The noted book and pulp collector Kevin Cook begs to differ on the question of whether the story “The Man from Dark Valley” by August Derleth was — or even could have been — a memorial salute to Texas author Robert E. Howard.
And while sending in his objections, he added a footnote to the post about the survey “The Hyborian Age” — the one where we learned that Kevin had his hairy eyeball on one of the three carbon copies then held in the collection of Richard Minter, which disappeared after his death.
“Richard Minter did loan it to me,” Kevin reports, “to allow for me to try photocopying it.”
Unfortunately it was the third of the three carbons, and so carried the lightest impressions of the typewriter key strokes.
“It was legible,” he says, “but the carbon of the Conan outline was too faint to photocopy. It was different than the published version in The Hyborian Age booklet because The Hour of the Dragon and ‘Red Nails’ had not yet been published when it was compiled.”
And with that intriguing tidbit of Howardiana, Kevin proceeds to his main argument:
Knowing how fan publications were put together back in the 1930s, especially with the concept of publication deadlines, leads one to the logical explanation that Donald Wollheim was gathering the contents of Fanciful Tales back in 1935 and the publication of August Derleth’s story mentioning Dark Valley was only a coincidence and not a tribute to Robert E. Howard.
(I certainly hope that “The Man from Dark Valley” was not a Robert E. Howard tribute because it’s a crappy story, not much of a tribute at all.)
Remember that Wollheim’s publications were printed by William L. Crawford.

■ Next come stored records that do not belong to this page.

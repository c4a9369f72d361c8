use chrono::Utc;
use fleetwatch_common::{CommandStatus, CommandType};
use std::str::FromStr;
use std::sync::Arc;
use thiserror::Error;
use tokio::sync::broadcast::{self, error::RecvError};
use tokio::time::{sleep_until, Duration, Instant};
use tracing::{debug, info, warn};
use uuid::Uuid;

use crate::db::models::{Command, NewCommand};
use crate::db::{Store, StoreError};
use crate::server::events::{ChangeEvent, EventBroadcaster};

#[derive(Error, Debug)]
pub enum QueueError {
    #[error("Server not found: {0}")]
    ServerNotFound(Uuid),
    #[error("Command not found: {0}")]
    CommandNotFound(Uuid),
    #[error("Command text must not be empty for execute commands")]
    EmptyCommand,
    #[error("Unsupported service action: {0}")]
    InvalidServiceAction(String),
    #[error("Invalid service name: {0}")]
    InvalidServiceName(String),
    #[error("Service {0} has not been reported by this server")]
    UnknownService(String),
    #[error("Command result status must be completed or failed, got {0}")]
    InvalidResultStatus(CommandStatus),
    #[error("Illegal transition for command {id}: {from} -> {to}")]
    IllegalTransition {
        id: Uuid,
        from: CommandStatus,
        to: CommandStatus,
    },
    #[error(transparent)]
    Store(#[from] StoreError),
}

#[derive(Debug, Clone, Copy, PartialEq, Eq)]
pub enum ServiceAction {
    Start,
    Stop,
    Restart,
}

impl ServiceAction {
    pub fn as_str(&self) -> &'static str {
        match self {
            ServiceAction::Start => "start",
            ServiceAction::Stop => "stop",
            ServiceAction::Restart => "restart",
        }
    }
}

impl FromStr for ServiceAction {
    type Err = QueueError;

    fn from_str(s: &str) -> Result<Self, Self::Err> {
        match s {
            "start" => Ok(ServiceAction::Start),
            "stop" => Ok(ServiceAction::Stop),
            "restart" => Ok(ServiceAction::Restart),
            other => Err(QueueError::InvalidServiceAction(other.to_string())),
        }
    }
}

/// Unit names are interpolated into a shell line, so only the systemd
/// unit character set is allowed.
pub fn is_valid_unit_name(name: &str) -> bool {
    !name.is_empty()
        && name.len() <= 256
        && !name.starts_with('-')
        && name
            .chars()
            .all(|c| c.is_ascii_alphanumeric() || matches!(c, ':' | '-' | '_' | '.' | '@'))
}

/// How the dashboard waits on a command it just issued.
#[derive(Debug, Clone, Copy, PartialEq, Eq)]
pub struct PollPolicy {
    pub interval: Duration,
    pub max_attempts: u32,
}

impl Default for PollPolicy {
    fn default() -> Self {
        Self {
            interval: Duration::from_secs(1),
            max_attempts: 30,
        }
    }
}

#[derive(Debug, Clone, PartialEq)]
pub enum WaitOutcome {
    Finished(Command),
    /// The cap was reached; the command keeps running and may still finish later.
    TimedOut(Command),
}

impl WaitOutcome {
    pub fn timed_out(&self) -> bool {
        matches!(self, WaitOutcome::TimedOut(_))
    }

    pub fn into_command(self) -> Command {
        match self {
            WaitOutcome::Finished(cmd) | WaitOutcome::TimedOut(cmd) => cmd,
        }
    }
}

enum Wake {
    Scheduled,
    Hint,
    Ignored,
    HintsClosed,
}

/// Owns the `pending -> executing -> {completed | failed}` state machine.
/// All transitions go through conditional store writes, so concurrent
/// callers can never move a command twice.
pub struct CommandQueue {
    store: Arc<dyn Store>,
    events: EventBroadcaster,
}

impl CommandQueue {
    pub fn new(store: Arc<dyn Store>, events: EventBroadcaster) -> Self {
        Self { store, events }
    }

    pub async fn enqueue(
        &self,
        server_id: Uuid,
        command_type: CommandType,
        command: Option<String>,
    ) -> Result<Command, QueueError> {
        let text = command
            .map(|c| c.trim().to_string())
            .filter(|c| !c.is_empty())
            .or_else(|| command_type.default_command_text().map(str::to_string))
            .ok_or(QueueError::EmptyCommand)?;

        if self.store.get_server(server_id).await?.is_none() {
            return Err(QueueError::ServerNotFound(server_id));
        }

        let cmd = self
            .store
            .insert_command(
                NewCommand {
                    server_id,
                    command_type,
                    command: text,
                },
                Utc::now(),
            )
            .await?;
        info!(server_id = %server_id, command_id = %cmd.id, command_type = %command_type, "Command queued.");
        self.publish(&cmd);
        Ok(cmd)
    }

    /// Hands every pending command of the server to the caller, oldest first,
    /// moving each to `executing`. A second caller racing this one gets none of them.
    pub async fn claim_pending(&self, server_id: Uuid) -> Result<Vec<Command>, QueueError> {
        let claimed = self
            .store
            .claim_pending_commands(server_id, Utc::now())
            .await?;
        if !claimed.is_empty() {
            debug!(server_id = %server_id, count = claimed.len(), "Commands claimed by agent.");
        }
        for cmd in &claimed {
            self.publish(cmd);
        }
        Ok(claimed)
    }

    pub async fn complete(
        &self,
        id: Uuid,
        status: CommandStatus,
        output: &str,
    ) -> Result<Command, QueueError> {
        if !status.is_terminal() {
            return Err(QueueError::InvalidResultStatus(status));
        }

        if let Some(cmd) = self.store.finish_command(id, status, output).await? {
            info!(command_id = %id, status = %status, "Command finished.");
            self.publish(&cmd);
            return Ok(cmd);
        }

        let current = self
            .store
            .get_command(id)
            .await?
            .ok_or(QueueError::CommandNotFound(id))?;

        // An agent retrying an upload it could not confirm.
        if current.status == status && current.output.as_deref() == Some(output) {
            debug!(command_id = %id, "Duplicate command result ignored.");
            return Ok(current);
        }

        warn!(command_id = %id, from = %current.status, to = %status, "Rejected command transition.");
        Err(QueueError::IllegalTransition {
            id,
            from: current.status,
            to: status,
        })
    }

    pub async fn get(&self, id: Uuid) -> Result<Option<Command>, QueueError> {
        Ok(self.store.get_command(id).await?)
    }

    pub async fn list(&self, server_id: Uuid, limit: u32) -> Result<Vec<Command>, QueueError> {
        Ok(self.store.list_commands(server_id, limit).await?)
    }

    /// Polls the command every `policy.interval` until it is terminal or
    /// `policy.max_attempts` polls have been made. A hint for this command on
    /// `hints` triggers an extra poll without shifting the schedule.
    pub async fn wait_for_result(
        &self,
        id: Uuid,
        policy: PollPolicy,
        mut hints: Option<broadcast::Receiver<ChangeEvent>>,
    ) -> Result<WaitOutcome, QueueError> {
        let mut attempts = 0u32;
        let mut next_poll = Instant::now() + policy.interval;

        loop {
            let wake = match hints.as_mut() {
                Some(rx) => tokio::select! {
                    _ = sleep_until(next_poll) => Wake::Scheduled,
                    event = rx.recv() => match event {
                        Ok(event) if event.command_id() == Some(id) => Wake::Hint,
                        Ok(_) => Wake::Ignored,
                        Err(RecvError::Lagged(_)) => Wake::Hint,
                        Err(RecvError::Closed) => Wake::HintsClosed,
                    },
                },
                None => {
                    sleep_until(next_poll).await;
                    Wake::Scheduled
                }
            };

            match wake {
                Wake::Ignored => continue,
                Wake::HintsClosed => {
                    hints = None;
                    continue;
                }
                Wake::Scheduled | Wake::Hint => {}
            }

            let cmd = self
                .store
                .get_command(id)
                .await?
                .ok_or(QueueError::CommandNotFound(id))?;
            if cmd.status.is_terminal() {
                return Ok(WaitOutcome::Finished(cmd));
            }

            if matches!(wake, Wake::Scheduled) {
                attempts += 1;
                if attempts >= policy.max_attempts {
                    debug!(command_id = %id, attempts, "Gave up waiting for command result.");
                    return Ok(WaitOutcome::TimedOut(cmd));
                }
                next_poll += policy.interval;
            }
        }
    }

    /// Queues a script that replaces the agent binary and restarts its unit.
    pub async fn queue_agent_update(
        &self,
        server_id: Uuid,
        download_url: &str,
    ) -> Result<Command, QueueError> {
        self.enqueue(
            server_id,
            CommandType::Execute,
            Some(agent_update_script(download_url)),
        )
        .await
    }

    /// Queues `systemctl <action> <service>` for a service the server has reported.
    pub async fn queue_service_action(
        &self,
        server_id: Uuid,
        service: &str,
        action: ServiceAction,
    ) -> Result<Command, QueueError> {
        if !is_valid_unit_name(service) {
            return Err(QueueError::InvalidServiceName(service.to_string()));
        }
        let reported = self
            .store
            .list_services(server_id)
            .await?
            .iter()
            .any(|s| s.service_name == service);
        if !reported {
            if self.store.get_server(server_id).await?.is_none() {
                return Err(QueueError::ServerNotFound(server_id));
            }
            return Err(QueueError::UnknownService(service.to_string()));
        }
        let cmd = self
            .enqueue(
                server_id,
                CommandType::Execute,
                Some(format!("systemctl {} {}", action.as_str(), service)),
            )
            .await?;
        info!(server_id = %server_id, service, action = action.as_str(), "Service action queued.");
        Ok(cmd)
    }

    fn publish(&self, cmd: &Command) {
        self.events.publish(ChangeEvent::CommandUpdated {
            server_id: cmd.server_id,
            command_id: cmd.id,
            status: cmd.status,
        });
    }
}

// The restart is scheduled outside the agent's cgroup so the result of this
// command can be reported before the service goes down.
fn agent_update_script(download_url: &str) -> String {
    format!(
        r#"#!/bin/bash
set -e
echo "Downloading latest agent..."
curl -fsSL "{download_url}" -o /opt/fleetwatch/fleetwatch-agent.new
chmod +x /opt/fleetwatch/fleetwatch-agent.new
mv /opt/fleetwatch/fleetwatch-agent.new /opt/fleetwatch/fleetwatch-agent
echo "Scheduling agent restart..."
systemd-run --on-active=5 --unit=fleetwatch-agent-update systemctl restart fleetwatch-agent
echo "Agent updated successfully!""#
    )
}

There’s a whole history — usually recited regarding the publication of H.P. Lovecraft’s The Shadow over Innsmouth — of the difficulties Crawford faced in getting his publications out.
The basis of all his problems, when you boil it down, was lack of capital; he never had the money to buy the right paper, the right ink, the right board stock for books.
I would bet that Wollheim gave him the contents of Fanciful Tales sometime in late 1935 and it took Crawford a year to actually get it printed.
Heart of the depression, after all.
I was surprised there was no mention in the post of why Fanciful Tales is still a Howard collectible, however, with the first publication of “Solomon Kane’s Homecoming.” In fact, the very inclusion of the REH poem would seem to indicate that Wollheim had been gathering its contents for several months in advance and not just between the time of Howard’s death and its publication; that further rules against the “tribute” idea.
Just proceeding “Solomon Kane’s Homecoming” was the following blurb: It is our sad duty to report the tragic death of Robert E. Howard on June 11th — The Editors.
Looks to have been added to the page after it was already typed and ready for printing.
The first publication of “Solomon Kane’s Homecoming” — nearly 90 years later more than enough time has passed to recognize the importance of Robert E. Howard’s poem.
But it was not something REH wrote in 1935 because he had stopped writing about Kane five years earlier.
It was a poem he had lying around that he gave for free to a fanzine, just as earlier he had given Wollheim “The Hyborian Age” to publish. There was no commercial value at that time, but he could get it into print for those individuals who appreciated the background of the Kull and Conan stories.
Why wouldn’t Derleth do the same thing for a fan publication with a dud he had lying around that had no commercial value either?